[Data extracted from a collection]
*** Begin section ***

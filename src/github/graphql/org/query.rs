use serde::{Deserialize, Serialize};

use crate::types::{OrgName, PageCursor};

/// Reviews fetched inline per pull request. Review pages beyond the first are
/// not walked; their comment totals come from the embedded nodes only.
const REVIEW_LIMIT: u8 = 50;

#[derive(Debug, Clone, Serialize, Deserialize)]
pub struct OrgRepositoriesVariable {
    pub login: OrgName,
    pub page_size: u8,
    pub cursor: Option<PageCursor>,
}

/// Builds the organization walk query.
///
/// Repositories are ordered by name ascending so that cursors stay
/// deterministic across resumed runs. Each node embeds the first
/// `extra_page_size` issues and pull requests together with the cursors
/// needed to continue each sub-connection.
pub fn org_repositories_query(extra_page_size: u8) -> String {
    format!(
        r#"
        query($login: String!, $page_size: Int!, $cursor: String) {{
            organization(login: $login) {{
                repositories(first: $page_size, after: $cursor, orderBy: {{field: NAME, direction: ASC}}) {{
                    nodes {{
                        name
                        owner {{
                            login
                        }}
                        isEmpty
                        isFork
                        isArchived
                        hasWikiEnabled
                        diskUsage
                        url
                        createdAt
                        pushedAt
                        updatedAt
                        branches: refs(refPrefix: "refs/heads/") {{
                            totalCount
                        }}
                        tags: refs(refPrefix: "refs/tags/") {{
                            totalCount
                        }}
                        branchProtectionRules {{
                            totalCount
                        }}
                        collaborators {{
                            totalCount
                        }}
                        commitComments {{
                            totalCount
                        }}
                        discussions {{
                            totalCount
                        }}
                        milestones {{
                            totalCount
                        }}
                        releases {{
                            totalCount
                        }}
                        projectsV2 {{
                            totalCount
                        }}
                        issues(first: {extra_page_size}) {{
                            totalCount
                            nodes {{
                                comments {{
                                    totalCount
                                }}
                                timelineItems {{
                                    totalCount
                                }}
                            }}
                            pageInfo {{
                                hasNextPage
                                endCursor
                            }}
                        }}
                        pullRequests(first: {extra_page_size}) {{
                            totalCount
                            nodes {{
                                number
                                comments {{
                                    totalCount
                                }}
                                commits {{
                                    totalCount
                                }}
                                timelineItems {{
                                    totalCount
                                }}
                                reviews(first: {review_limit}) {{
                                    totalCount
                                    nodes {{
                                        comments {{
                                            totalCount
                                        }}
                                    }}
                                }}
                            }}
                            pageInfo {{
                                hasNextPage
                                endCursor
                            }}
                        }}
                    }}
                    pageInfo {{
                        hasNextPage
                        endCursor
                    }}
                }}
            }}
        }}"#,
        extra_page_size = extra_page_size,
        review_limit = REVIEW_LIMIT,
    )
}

*** End section ***
*** Begin section ***

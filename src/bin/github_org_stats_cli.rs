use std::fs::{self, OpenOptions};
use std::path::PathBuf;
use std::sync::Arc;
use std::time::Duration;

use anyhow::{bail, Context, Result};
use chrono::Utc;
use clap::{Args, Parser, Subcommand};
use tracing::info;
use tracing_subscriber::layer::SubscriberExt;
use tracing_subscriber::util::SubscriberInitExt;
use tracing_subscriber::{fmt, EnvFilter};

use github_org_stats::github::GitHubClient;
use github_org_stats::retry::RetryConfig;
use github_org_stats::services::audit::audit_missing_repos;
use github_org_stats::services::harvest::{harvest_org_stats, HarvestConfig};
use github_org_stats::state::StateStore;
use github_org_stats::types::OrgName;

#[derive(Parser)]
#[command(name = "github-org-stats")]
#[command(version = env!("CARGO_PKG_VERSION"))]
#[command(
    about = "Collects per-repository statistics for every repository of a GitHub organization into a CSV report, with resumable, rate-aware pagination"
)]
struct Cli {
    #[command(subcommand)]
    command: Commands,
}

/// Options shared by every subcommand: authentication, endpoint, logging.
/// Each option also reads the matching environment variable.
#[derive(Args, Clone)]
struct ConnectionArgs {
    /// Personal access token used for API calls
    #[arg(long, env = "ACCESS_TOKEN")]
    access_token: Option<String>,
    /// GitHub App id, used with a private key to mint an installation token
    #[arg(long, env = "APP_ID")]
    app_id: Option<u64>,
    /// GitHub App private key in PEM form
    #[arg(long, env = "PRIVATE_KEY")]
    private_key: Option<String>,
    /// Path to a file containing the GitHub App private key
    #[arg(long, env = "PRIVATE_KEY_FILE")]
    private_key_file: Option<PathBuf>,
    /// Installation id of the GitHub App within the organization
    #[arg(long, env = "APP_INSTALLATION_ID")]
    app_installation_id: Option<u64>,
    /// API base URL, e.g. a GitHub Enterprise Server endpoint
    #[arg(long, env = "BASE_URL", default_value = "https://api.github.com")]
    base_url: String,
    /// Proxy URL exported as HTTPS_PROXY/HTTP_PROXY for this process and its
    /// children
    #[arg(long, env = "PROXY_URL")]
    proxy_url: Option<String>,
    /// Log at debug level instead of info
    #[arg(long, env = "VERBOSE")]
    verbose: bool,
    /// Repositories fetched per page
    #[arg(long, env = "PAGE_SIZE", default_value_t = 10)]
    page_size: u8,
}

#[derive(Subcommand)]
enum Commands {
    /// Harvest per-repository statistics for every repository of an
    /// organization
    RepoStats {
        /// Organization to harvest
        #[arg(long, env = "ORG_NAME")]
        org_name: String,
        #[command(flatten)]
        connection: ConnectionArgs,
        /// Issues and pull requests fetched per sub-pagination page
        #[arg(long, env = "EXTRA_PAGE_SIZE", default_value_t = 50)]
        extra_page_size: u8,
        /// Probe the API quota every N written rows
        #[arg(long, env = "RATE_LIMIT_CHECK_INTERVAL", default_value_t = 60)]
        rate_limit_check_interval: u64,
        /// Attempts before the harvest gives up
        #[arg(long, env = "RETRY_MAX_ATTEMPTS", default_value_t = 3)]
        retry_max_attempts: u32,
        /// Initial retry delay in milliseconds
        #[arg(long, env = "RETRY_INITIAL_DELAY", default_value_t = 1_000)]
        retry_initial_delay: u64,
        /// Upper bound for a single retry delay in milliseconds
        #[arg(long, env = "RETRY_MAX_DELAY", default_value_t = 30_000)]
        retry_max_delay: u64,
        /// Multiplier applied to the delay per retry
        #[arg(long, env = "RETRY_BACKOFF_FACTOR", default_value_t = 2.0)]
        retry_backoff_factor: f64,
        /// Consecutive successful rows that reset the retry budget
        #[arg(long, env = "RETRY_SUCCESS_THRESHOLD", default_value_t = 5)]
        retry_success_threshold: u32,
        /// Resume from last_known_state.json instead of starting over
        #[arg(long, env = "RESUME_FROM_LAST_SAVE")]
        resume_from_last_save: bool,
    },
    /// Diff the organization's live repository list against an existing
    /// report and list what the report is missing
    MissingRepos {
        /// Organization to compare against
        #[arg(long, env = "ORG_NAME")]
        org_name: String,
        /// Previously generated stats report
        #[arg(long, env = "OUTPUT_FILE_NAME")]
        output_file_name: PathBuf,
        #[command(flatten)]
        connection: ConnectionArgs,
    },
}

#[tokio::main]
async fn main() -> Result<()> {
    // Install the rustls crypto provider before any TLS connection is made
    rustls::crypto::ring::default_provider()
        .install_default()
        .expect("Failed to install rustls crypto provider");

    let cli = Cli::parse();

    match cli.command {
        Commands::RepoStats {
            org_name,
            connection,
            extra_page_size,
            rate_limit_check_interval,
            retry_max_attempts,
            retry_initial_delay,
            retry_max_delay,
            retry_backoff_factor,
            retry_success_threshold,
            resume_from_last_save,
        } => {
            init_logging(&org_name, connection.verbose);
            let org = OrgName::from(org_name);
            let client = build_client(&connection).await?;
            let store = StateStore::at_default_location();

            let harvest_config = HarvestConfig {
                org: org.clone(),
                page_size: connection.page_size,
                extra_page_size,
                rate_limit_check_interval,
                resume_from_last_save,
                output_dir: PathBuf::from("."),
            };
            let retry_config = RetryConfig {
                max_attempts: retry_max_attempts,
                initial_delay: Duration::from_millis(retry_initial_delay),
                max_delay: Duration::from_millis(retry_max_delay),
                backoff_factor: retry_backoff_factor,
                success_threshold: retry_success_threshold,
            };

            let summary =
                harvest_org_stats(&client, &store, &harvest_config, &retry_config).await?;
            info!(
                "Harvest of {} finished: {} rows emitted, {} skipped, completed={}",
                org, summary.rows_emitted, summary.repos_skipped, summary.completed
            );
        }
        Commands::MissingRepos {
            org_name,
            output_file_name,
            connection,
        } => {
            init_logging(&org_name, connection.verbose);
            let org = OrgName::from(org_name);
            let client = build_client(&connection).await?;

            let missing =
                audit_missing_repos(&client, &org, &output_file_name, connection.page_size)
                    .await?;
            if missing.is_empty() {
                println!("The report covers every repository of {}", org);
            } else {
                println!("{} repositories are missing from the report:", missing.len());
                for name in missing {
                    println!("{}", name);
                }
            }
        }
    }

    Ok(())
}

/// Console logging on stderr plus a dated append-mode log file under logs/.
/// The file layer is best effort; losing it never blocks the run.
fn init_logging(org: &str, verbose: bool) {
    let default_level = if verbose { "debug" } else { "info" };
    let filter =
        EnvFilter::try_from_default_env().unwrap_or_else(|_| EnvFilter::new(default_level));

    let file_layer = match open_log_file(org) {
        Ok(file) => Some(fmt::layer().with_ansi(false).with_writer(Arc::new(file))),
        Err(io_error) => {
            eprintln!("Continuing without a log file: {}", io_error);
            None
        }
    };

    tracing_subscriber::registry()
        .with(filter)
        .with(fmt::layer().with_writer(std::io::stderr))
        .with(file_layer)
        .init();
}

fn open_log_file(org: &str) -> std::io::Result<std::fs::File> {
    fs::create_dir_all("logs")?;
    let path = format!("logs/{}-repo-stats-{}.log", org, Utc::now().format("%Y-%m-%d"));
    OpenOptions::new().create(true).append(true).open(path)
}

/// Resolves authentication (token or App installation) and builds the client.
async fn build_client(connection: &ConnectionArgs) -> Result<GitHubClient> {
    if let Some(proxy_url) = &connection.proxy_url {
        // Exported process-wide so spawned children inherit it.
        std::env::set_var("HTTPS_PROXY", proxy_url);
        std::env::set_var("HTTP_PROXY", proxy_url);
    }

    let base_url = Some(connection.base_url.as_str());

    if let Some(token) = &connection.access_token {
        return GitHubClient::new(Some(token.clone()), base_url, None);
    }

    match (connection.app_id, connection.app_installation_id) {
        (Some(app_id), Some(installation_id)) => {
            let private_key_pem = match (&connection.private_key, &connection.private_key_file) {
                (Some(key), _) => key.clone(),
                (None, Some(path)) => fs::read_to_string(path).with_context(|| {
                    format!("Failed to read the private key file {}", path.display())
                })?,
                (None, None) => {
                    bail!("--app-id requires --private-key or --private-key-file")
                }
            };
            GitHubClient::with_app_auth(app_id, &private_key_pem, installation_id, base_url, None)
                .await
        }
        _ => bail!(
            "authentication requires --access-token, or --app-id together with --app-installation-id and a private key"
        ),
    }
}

*** End section ***
*** Begin section ***

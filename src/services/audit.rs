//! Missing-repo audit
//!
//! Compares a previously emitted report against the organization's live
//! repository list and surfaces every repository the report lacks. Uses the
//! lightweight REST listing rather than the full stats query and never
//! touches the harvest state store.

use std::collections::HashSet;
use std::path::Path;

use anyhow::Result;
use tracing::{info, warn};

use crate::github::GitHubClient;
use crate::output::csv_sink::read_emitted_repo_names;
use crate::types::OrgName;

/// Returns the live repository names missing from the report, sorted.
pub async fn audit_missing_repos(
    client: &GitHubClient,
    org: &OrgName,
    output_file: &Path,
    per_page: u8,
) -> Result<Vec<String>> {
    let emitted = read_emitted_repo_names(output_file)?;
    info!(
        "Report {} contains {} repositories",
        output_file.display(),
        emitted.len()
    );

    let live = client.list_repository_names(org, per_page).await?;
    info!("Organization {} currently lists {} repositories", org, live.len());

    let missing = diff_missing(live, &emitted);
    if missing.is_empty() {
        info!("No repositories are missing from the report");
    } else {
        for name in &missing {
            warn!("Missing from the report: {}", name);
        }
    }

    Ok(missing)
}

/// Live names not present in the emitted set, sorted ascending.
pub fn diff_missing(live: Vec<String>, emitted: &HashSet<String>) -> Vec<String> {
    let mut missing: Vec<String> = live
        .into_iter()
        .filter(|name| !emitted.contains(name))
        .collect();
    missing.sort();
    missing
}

*** End section ***

**Exercise instructions:**
Where a line in the records above contains the string "against", copy that line.

**Written reply:**
    /// Diff the organization's live repository list against an existing
        /// Organization to compare against
//! Compares a previously emitted report against the organization's live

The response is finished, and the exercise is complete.